======== Records for this exercise ========

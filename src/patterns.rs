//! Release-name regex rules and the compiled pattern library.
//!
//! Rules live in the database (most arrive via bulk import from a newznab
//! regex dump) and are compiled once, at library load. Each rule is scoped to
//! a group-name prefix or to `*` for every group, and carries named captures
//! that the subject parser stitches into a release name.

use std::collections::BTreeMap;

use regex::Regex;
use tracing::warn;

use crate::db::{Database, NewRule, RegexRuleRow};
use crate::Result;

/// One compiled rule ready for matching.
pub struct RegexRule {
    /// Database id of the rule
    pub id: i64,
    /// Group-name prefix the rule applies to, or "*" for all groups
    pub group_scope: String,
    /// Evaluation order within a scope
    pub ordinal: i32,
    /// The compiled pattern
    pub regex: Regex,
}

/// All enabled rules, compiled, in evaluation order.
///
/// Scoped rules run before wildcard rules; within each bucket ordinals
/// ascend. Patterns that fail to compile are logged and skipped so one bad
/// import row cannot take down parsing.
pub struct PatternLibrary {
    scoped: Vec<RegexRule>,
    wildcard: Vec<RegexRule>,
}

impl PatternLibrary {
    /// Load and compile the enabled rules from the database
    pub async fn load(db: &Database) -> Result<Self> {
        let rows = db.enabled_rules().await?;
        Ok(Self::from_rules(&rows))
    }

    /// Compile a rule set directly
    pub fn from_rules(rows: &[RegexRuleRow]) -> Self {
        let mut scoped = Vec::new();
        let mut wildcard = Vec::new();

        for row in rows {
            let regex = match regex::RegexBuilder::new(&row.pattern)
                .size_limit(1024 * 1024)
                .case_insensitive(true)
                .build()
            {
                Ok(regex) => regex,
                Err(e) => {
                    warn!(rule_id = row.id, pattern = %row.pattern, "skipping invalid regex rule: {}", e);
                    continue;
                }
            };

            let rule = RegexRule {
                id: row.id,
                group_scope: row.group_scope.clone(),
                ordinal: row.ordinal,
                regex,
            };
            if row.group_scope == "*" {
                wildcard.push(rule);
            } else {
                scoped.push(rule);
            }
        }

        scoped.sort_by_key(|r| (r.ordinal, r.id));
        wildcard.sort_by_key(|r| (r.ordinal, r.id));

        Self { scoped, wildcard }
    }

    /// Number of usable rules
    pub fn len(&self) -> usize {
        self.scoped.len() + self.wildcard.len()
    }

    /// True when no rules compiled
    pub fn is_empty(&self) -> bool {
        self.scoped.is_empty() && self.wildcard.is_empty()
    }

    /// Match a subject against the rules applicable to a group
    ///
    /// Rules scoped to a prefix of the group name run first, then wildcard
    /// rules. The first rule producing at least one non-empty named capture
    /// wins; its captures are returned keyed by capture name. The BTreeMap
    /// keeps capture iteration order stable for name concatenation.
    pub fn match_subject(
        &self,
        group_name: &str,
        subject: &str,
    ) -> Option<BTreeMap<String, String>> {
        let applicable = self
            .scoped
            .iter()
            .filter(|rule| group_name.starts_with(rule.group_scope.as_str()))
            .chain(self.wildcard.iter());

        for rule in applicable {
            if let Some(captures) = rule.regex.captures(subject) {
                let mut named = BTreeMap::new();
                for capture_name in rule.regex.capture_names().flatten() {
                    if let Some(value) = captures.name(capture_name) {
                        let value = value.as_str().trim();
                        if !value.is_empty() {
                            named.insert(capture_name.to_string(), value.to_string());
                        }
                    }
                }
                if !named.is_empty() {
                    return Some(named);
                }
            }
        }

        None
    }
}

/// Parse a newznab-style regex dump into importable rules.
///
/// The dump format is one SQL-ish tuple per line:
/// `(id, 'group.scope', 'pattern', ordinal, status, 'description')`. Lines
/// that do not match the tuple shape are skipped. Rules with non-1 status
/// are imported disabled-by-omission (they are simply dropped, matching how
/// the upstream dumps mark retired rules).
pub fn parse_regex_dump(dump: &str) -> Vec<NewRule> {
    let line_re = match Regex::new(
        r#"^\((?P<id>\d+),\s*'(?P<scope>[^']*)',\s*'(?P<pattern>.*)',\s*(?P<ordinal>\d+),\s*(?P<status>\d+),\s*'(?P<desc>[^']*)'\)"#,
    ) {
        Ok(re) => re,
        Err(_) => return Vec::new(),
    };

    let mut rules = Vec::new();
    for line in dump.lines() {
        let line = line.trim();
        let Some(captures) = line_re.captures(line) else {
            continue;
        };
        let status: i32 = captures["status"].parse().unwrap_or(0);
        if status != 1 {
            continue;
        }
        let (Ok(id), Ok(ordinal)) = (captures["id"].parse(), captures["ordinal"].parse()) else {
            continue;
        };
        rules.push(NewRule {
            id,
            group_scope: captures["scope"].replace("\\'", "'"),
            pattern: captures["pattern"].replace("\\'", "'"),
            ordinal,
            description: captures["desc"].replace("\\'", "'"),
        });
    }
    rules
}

========

* What the task requires *
Pull every line with the string "matching" from the data above.

* Task response *
/// One compiled rule ready for matching.
/// are imported disabled-by-omission (they are simply dropped, matching how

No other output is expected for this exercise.